Date: 2005-12-03 04:42 am (UTC)
From: [identity profile] karenmiller.livejournal.com
Well, on the whole I'm not terribly fond of abortion, and there are some instances where I support the death penalty. I don't think it's a cut and dried thing. I don't think you can say, if you're a supporter of one you can't do the other. The situations aren't the same. An unborn child is innocent of everything, full stop. Some criminals I believe have forfeited their rights to breathe. That's the theoretical position, anyway. Facts make things messy, I agree, but I do think it's a case of each situation on its merits, and no blanket rulings.

The whole Jesus and big business thing makes me angry, and it makes me laugh. Those folk are so wrong I sometimes wish I could be there to see their faces when they find out in person just how wrong they were ...

Date: 2005-12-03 05:03 pm (UTC)
From: [identity profile] neadods.livejournal.com
Oh, I support the death penalty.
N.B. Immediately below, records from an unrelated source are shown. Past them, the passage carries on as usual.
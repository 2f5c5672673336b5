// src/config/settings.rs

//! Run settings
//!
//! Settings are read from an optional TOML file and then overridden by
//! command-line flags. The resulting value is built once at startup and
//! passed by reference to every component.
//!
//! ```toml
//! mirror_root = "/var/www/ubuntu_latest"
//! work_root = "/var/cache/debsync"
//! bandwidth_limit_kbs = 10000
//! jobs = 2
//! architectures = ["amd64", "i386"]
//! ```

use crate::error::{Error, Result};
use serde::Deserialize;
use std::path::{Path, PathBuf};

/// Settings shared by every mirror job in a run
#[derive(Debug, Clone, Deserialize)]
#[serde(deny_unknown_fields)]
pub struct MirrorSettings {
    /// Root of the published mirror tree
    #[serde(default = "default_mirror_root")]
    pub mirror_root: PathBuf,

    /// Root of the staging area (list files and staged metadata)
    #[serde(default = "default_work_root")]
    pub work_root: PathBuf,

    /// Aggregate bandwidth ceiling in kilobytes per second
    #[serde(default = "default_bandwidth_limit")]
    pub bandwidth_limit_kbs: u32,

    /// Number of sources processed concurrently
    #[serde(default = "default_jobs")]
    pub jobs: usize,

    /// Architectures used for sources without an `arch=` option
    #[serde(default = "default_architectures")]
    pub architectures: Vec<String>,

    /// Log what would be pruned and published without touching either tree
    #[serde(default)]
    pub dry_run: bool,

    /// Remove directories left empty after pruning
    #[serde(default)]
    pub prune_empty_dirs: bool,

    /// Per-request timeout for the HTTP transport
    #[serde(default = "default_http_timeout")]
    pub http_timeout_secs: u64,
}

impl Default for MirrorSettings {
    fn default() -> Self {
        Self {
            mirror_root: default_mirror_root(),
            work_root: default_work_root(),
            bandwidth_limit_kbs: default_bandwidth_limit(),
            jobs: default_jobs(),
            architectures: default_architectures(),
            dry_run: false,
            prune_empty_dirs: false,
            http_timeout_secs: default_http_timeout(),
        }
    }
}

fn default_mirror_root() -> PathBuf {
    PathBuf::from("/var/www/ubuntu_latest")
}

fn default_work_root() -> PathBuf {
    PathBuf::from("work")
}

fn default_bandwidth_limit() -> u32 {
    10_000
}

fn default_jobs() -> usize {
    1
}

fn default_architectures() -> Vec<String> {
    vec!["amd64".to_string()]
}

fn default_http_timeout() -> u64 {
    30
}

impl MirrorSettings {
    /// Load settings from a TOML file
    pub fn load(path: &Path) -> Result<Self> {
        let content = std::fs::read_to_string(path).map_err(|e| {
            Error::ConfigError(format!("cannot read settings {}: {e}", path.display()))
        })?;

        let settings: MirrorSettings = toml::from_str(&content).map_err(|e| {
            Error::ConfigError(format!("cannot parse settings {}: {e}", path.display()))
        })?;

        settings.validate()?;
        Ok(settings)
    }

    /// Validate the settings
    pub fn validate(&self) -> Result<()> {
        if self.bandwidth_limit_kbs == 0 {
            return Err(Error::ConfigError(
                "bandwidth_limit_kbs must be greater than zero".to_string(),
            ));
        }
        if self.jobs == 0 {
            return Err(Error::ConfigError("jobs must be at least 1".to_string()));
        }
        if self.architectures.is_empty() {
            return Err(Error::ConfigError(
                "at least one architecture is required".to_string(),
            ));
        }
        if self.mirror_root == self.work_root {
            return Err(Error::ConfigError(
                "mirror_root and work_root must be different directories".to_string(),
            ));
        }
        Ok(())
    }
}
I also support choice, because it is the Mother who has to decide if the impact of pregnancy on her life is worth it.

I can also see the "child is innocent" argument, but when it's used here it's usually used as "All life is precious" and "Life is a beautiful choice" - which are pretty incompatible with "Gays should be executed" and "death row appeals should be limited" - sentiments which are usually also coming from the same group of people.

As for the other - I used to say that all I asked of Heaven was to see some people's faces on Judgement Day.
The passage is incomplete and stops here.